Dataset entries
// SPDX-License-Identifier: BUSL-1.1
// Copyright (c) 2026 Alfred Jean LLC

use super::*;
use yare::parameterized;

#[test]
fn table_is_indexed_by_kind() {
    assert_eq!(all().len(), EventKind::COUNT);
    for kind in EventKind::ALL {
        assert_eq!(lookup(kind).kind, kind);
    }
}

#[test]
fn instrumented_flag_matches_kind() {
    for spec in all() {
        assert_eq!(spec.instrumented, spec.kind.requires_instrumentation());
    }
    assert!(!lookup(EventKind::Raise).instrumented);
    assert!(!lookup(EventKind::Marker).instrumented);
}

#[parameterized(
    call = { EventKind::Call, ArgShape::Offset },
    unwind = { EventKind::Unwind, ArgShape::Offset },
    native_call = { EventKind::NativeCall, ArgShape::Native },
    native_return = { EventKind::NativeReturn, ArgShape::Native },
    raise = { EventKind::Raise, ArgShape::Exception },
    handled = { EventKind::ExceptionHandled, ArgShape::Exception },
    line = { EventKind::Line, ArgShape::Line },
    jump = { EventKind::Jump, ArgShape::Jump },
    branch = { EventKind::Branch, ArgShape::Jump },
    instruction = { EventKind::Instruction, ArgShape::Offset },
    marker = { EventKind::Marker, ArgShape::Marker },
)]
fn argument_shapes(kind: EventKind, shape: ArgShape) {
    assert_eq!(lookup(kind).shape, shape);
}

Exercise requirements
If a line above holds the word "Jump", copy it.

Exercise output
    jump = { EventKind::Jump, ArgShape::Jump },
    branch = { EventKind::Branch, ArgShape::Jump },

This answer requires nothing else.